HOUSTON (Reuters) – Oil prices will need to rise further for energy companies to significantly expand drilling activities, according to a survey released on Thursday by the Federal Reserve Bank of Dallas.

U.S. energy companies have added rigs and boosted production to near record levels, as oil prices have more than doubled from a low of about $26 per barrel touched in early 2016.

But prices above $60 a barrel are needed to see a significant uptick in activity, according to the survey, which questioned 134 firms headquartered in Texas, southern New Mexico and northern Louisiana.

West Texas Intermediate (WTI) crude was trading at about $59.50 on Thursday, down slightly from a 2-1/2-year high of $60.01 earlier this week.

The jump in prices, coupled with technological improvements that make drilling cheaper, has pushed the U.S. rig count to 931, up about 43 percent from last year, according to data from General Electric Co’s oil services arm Baker Hughes.

Slightly more than half the survey’s respondents expect the rig count to continue to climb six months from now but nearly all said oil prices need to be above $60 a barrel for a substantial increase.

Of the firms surveyed, nearly 48 percent reported an increase in spending from the previous quarter and roughly 64 percent reported an increase from a year ago. About 8 percent reported a decrease over the previous quarter, and nearly 10 percent reported a decrease from a year ago.

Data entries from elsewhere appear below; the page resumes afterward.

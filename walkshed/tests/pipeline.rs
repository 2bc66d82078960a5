use std::fmt::Write as _;
use std::path::Path;
use walkshed::{
    app::{run, RunMode},
    config::{DistanceConfig, DistanceUnit, EntranceConfig, NetworkSource, TractConfig, WalkshedConfig},
    model::WalkshedError,
};

const X0: f64 = 980_000.0;
const Y0: f64 = 195_000.0;
const N: i64 = 10;
const BLOCK: f64 = 200.0;

/// a 10 x 10 street grid in Lower Manhattan state plane feet
fn write_grid_network(dir: &Path) -> NetworkSource {
    let mut vertices = String::from("vertex_id,x,y\n");
    let mut edges = String::from("edge_id,src_vertex_id,dst_vertex_id,distance\n");
    let mut edge_id = 0;
    for i in 0..N * N {
        let (col, row) = (i % N, i / N);
        writeln!(vertices, "{i},{},{}", X0 + col as f64 * BLOCK, Y0 + row as f64 * BLOCK).unwrap();
        if col < N - 1 {
            writeln!(edges, "{edge_id},{i},{},{BLOCK}", i + 1).unwrap();
            edge_id += 1;
        }
        if row < N - 1 {
            writeln!(edges, "{edge_id},{i},{},{BLOCK}", i + N).unwrap();
            edge_id += 1;
        }
    }
    let vertices_file = dir.join("vertices.csv");
    let edges_file = dir.join("edges.csv");
    std::fs::write(&vertices_file, vertices).unwrap();
    std::fs::write(&edges_file, edges).unwrap();
    NetworkSource::Csv {
        vertices_file: vertices_file.to_string_lossy().to_string(),
        edges_file: edges_file.to_string_lossy().to_string(),
    }
}

fn write_entrances(dir: &Path) -> EntranceConfig {
    let contents = format!(
        r#"{{"type": "FeatureCollection", "features": [
            {{"type": "Feature", "id": "a", "properties": {{"ada": true}}, "geometry": {{"type": "Point", "coordinates": [{}, {}]}}}},
            {{"type": "Feature", "id": "b", "properties": {{"ada": false}}, "geometry": {{"type": "Point", "coordinates": [{}, {}]}}}},
            {{"type": "Feature", "id": "c", "properties": {{"ada": true}}, "geometry": {{"type": "Point", "coordinates": [{}, {}]}}}},
            {{"type": "Feature", "id": "d", "properties": {{"ada": true}}, "geometry": null}}
        ]}}"#,
        X0 + 400.0,
        Y0 + 400.0,
        X0 + 410.0,
        Y0 + 395.0,
        X0 + 1800.0,
        Y0 + 1800.0,
    );
    let file = dir.join("entrances.geojson");
    std::fs::write(&file, contents).unwrap();
    EntranceConfig {
        file: file.to_string_lossy().to_string(),
        id_property: None,
        filter: None,
    }
}

fn square(x: f64, y: f64, size: f64) -> String {
    format!(
        "[[[{x}, {y}], [{}, {y}], [{}, {}], [{x}, {}], [{x}, {y}]]]",
        x + size,
        x + size,
        y + size,
        y + size
    )
}

fn write_tracts(dir: &Path) -> TractConfig {
    let contents = format!(
        r#"{{"type": "FeatureCollection", "features": [
            {{"type": "Feature", "properties": {{"GEOID": "t1", "population": 1000, "median_income": 52000}}, "geometry": {{"type": "Polygon", "coordinates": {}}}}},
            {{"type": "Feature", "properties": {{"GEOID": "t2", "population": 3000, "median_income": 31000}}, "geometry": {{"type": "Polygon", "coordinates": {}}}}}
        ]}}"#,
        square(X0, Y0, 1000.0),
        square(X0 + 10_000.0, Y0, 1000.0),
    );
    let file = dir.join("tracts.geojson");
    std::fs::write(&file, contents).unwrap();
    TractConfig {
        file: file.to_string_lossy().to_string(),
        ..Default::default()
    }
}

fn config(dir: &Path) -> WalkshedConfig {
    let mut conf = WalkshedConfig {
        network: write_grid_network(dir),
        entrances: write_entrances(dir),
        tracts: write_tracts(dir),
        walk_cutoff: DistanceConfig::feet(600.0),
        desert_thresholds: vec![
            DistanceConfig::feet(2625.0),
            DistanceConfig {
                distance: 2.0,
                distance_unit: DistanceUnit::Miles,
            },
        ],
        ..Default::default()
    };
    conf.output.directory = dir.join("output").to_string_lossy().to_string();
    conf
}

fn read_features(dir: &Path) -> Vec<geojson::Feature> {
    let contents = std::fs::read_to_string(dir.join("output").join("isochrones.geojson")).unwrap();
    let collection: geojson::FeatureCollection =
        contents.parse::<geojson::GeoJson>().unwrap().try_into().unwrap();
    collection.features
}

#[test]
fn test_full_run() {
    let dir = tempfile::tempdir().unwrap();
    let conf = config(dir.path());
    let report = run(&conf, RunMode::All).unwrap();

    let isochrones = report.isochrones.unwrap();
    assert_eq!(isochrones.entrances, 3);
    assert_eq!(isochrones.snap_failures, 0);
    // a and b snap to the same vertex and share a walkshed
    assert_eq!(isochrones.sources, 2);
    assert_eq!(isochrones.isochrones_written, 3);
    assert_eq!(isochrones.truncated_searches, 0);

    let features = read_features(dir.path());
    assert_eq!(features.len(), 3);
    let a = features
        .iter()
        .find(|f| f.property("entrance_id") == Some(&serde_json::json!("a")))
        .unwrap();
    let b = features
        .iter()
        .find(|f| f.property("entrance_id") == Some(&serde_json::json!("b")))
        .unwrap();
    assert_eq!(a.property("source_id"), b.property("source_id"));
    assert_eq!(a.property("source_id"), Some(&serde_json::json!(22)));
    // exported in degrees
    let polygon: geo::Polygon<f64> = a.geometry.clone().unwrap().try_into().unwrap();
    for c in polygon.exterior().coords() {
        assert!(c.x > -74.1 && c.x < -73.9, "{c:?}");
        assert!(c.y > 40.6 && c.y < 40.8, "{c:?}");
    }
    let area = a.property("area_sqft").and_then(|v| v.as_f64()).unwrap();
    assert!(area > 0.0 && area <= 2.0 * 600.0 * 600.0);

    let deserts = std::fs::read_to_string(dir.path().join("output").join("deserts.csv")).unwrap();
    let rows = deserts.lines().skip(1).collect::<Vec<_>>();
    assert_eq!(rows.len(), 4);
    assert!(rows.contains(&"t1,0.0,false,2625.0,1000,52000.0"));
    assert!(rows.iter().any(|r| r.starts_with("t2,") && r.contains(",true,2625.0,")));
    assert!(rows.iter().any(|r| r.starts_with("t2,") && r.contains(",false,")));

    let summaries = report.deserts.unwrap();
    assert_eq!(summaries.len(), 2);
    assert_eq!(summaries[0].threshold_ft, 2625.0);
    assert_eq!(summaries[0].desert_count, 1);
    assert_eq!(summaries[0].desert_population, 3000);
    assert_eq!(summaries[0].desert_mean_income, Some(31000.0));
    assert_eq!(summaries[1].desert_count, 0);
}

#[test]
fn test_outputs_are_not_overwritten() {
    let dir = tempfile::tempdir().unwrap();
    let mut conf = config(dir.path());
    run(&conf, RunMode::Deserts).unwrap();
    let again = run(&conf, RunMode::Deserts);
    assert!(matches!(again, Err(WalkshedError::ExportError { .. })));
    conf.output.overwrite = true;
    assert!(run(&conf, RunMode::Deserts).is_ok());
}

#[test]
fn test_entrance_filter_applies_to_both_stages() {
    let dir = tempfile::tempdir().unwrap();
    let mut conf = config(dir.path());
    conf.entrances.filter = Some(walkshed::config::AttributeFilter {
        key: String::from("ada"),
        equals: serde_json::json!(true),
    });
    let report = run(&conf, RunMode::All).unwrap();
    let isochrones = report.isochrones.unwrap();
    assert_eq!(isochrones.entrances, 2);
    assert_eq!(isochrones.isochrones_written, 2);
    assert_eq!(read_features(dir.path()).len(), 2);
}

#[test]
fn test_dangling_edge_aborts_run() {
    let dir = tempfile::tempdir().unwrap();
    let mut conf = config(dir.path());
    let edges_file = dir.path().join("broken_edges.csv");
    std::fs::write(
        &edges_file,
        "edge_id,src_vertex_id,dst_vertex_id,distance\n0,0,1,200.0\n1,1,999,200.0\n",
    )
    .unwrap();
    if let NetworkSource::Csv { vertices_file, .. } = conf.network.clone() {
        conf.network = NetworkSource::Csv {
            vertices_file,
            edges_file: edges_file.to_string_lossy().to_string(),
        };
    }
    let result = run(&conf, RunMode::Isochrones);
    assert!(matches!(result, Err(WalkshedError::GraphIntegrityError { .. })));
    assert!(!dir.path().join("output").join("isochrones.geojson").exists());
}

#[test]
fn test_street_centerline_network() {
    let dir = tempfile::tempdir().unwrap();
    let mut conf = config(dir.path());
    // a plus-shaped set of streets whose endpoints meet within the snap tolerance
    let cx = X0 + 400.0;
    let cy = Y0 + 400.0;
    let contents = format!(
        r#"{{"type": "FeatureCollection", "features": [
            {{"type": "Feature", "properties": {{}}, "geometry": {{"type": "LineString", "coordinates": [[{cx}, {cy}], [{}, {cy}]]}}}},
            {{"type": "Feature", "properties": {{}}, "geometry": {{"type": "LineString", "coordinates": [[{}, {}], [{cx}, {}]]}}}},
            {{"type": "Feature", "properties": {{}}, "geometry": {{"type": "LineString", "coordinates": [[{cx}, {cy}], [{}, {cy}]]}}}},
            {{"type": "Feature", "properties": {{}}, "geometry": {{"type": "LineString", "coordinates": [[{cx}, {cy}], [{cx}, {}]]}}}}
        ]}}"#,
        cx + 300.0,
        cx + 0.4,
        cy - 0.3,
        cy + 300.0,
        cx - 300.0,
        cy - 300.0,
    );
    let file = dir.path().join("streets.geojson");
    std::fs::write(&file, contents).unwrap();
    conf.network = NetworkSource::GeoJson {
        file: file.to_string_lossy().to_string(),
        snap_tolerance: 1.0,
    };
    conf.walk_cutoff = DistanceConfig::feet(1000.0);
    conf.concavity = 1.0;

    let report = run(&conf, RunMode::Isochrones).unwrap();
    let isochrones = report.isochrones.unwrap();
    // a and b snap to the center of the plus, c to the end of an arm
    assert_eq!(isochrones.sources, 2);
    assert_eq!(isochrones.isochrones_written, 3);
    assert_eq!(isochrones.degenerate_isochrones, 0);
    let features = read_features(dir.path());
    let area = features[0]
        .property("area_sqft")
        .and_then(|v| v.as_f64())
        .unwrap();
    // the convex hull of the plus is a diamond with 300 ft half-diagonals
    assert!((area - 180_000.0).abs() < 1.0, "{area}");
}
mod desert_ops;
mod isochrone_ops;
mod network_ops;
mod run;

pub use desert_ops::run_deserts;
pub use isochrone_ops::{run_isochrones, IsochroneReport};
pub use network_ops::load_network;
pub use run::{run, RunMode, RunReport};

Services firm Keane Group in December said it had placed orders for three additional hydraulic fracturing fleets, a signal that it expects demand for production-related services to grow.

U.S. oil and gas production has climbed for five consecutive quarters, the survey found, as a deal among major global producers to cut output has helped lift prices.

Total domestic production is at 9.75 million barrels per day (bpd), according to the latest figures from the U.S. Energy Information Administration, and is expected to climb to more than 10 million bpd next year.

Of the service firms surveyed, 52 percent said they are receiving higher prices for services from a year ago, while 40 percent reported no change.

The survey’s respondents included 77 companies focused on exploration and production activities and 57 that operate in the oilfield service sector.

(Reporting by Liz Hampton; Editing by Bill Trott)

  • Section Ate

    Well, thanks to DTrump, gas prices will be rising. Crude oil prices make up 71% of gas pricing. The rest of what we pay at the pump depends on refinery & distribution costs, corporate profits, & federal taxes. These costs remain stable, so that the daily change in the price of gasoline accurately reflects oil price fluctuations.

    BOTTOM LINE: High oil prices are what makes gas prices so high.

  • Sure, Not

    In related news, a sharp increase in fish hatchling stocks is needed to sharply increase fish production. And a big rise in lumber prices is needed to get a big increase in timber harvesting.

    Perhaps they are asking the wrong questions.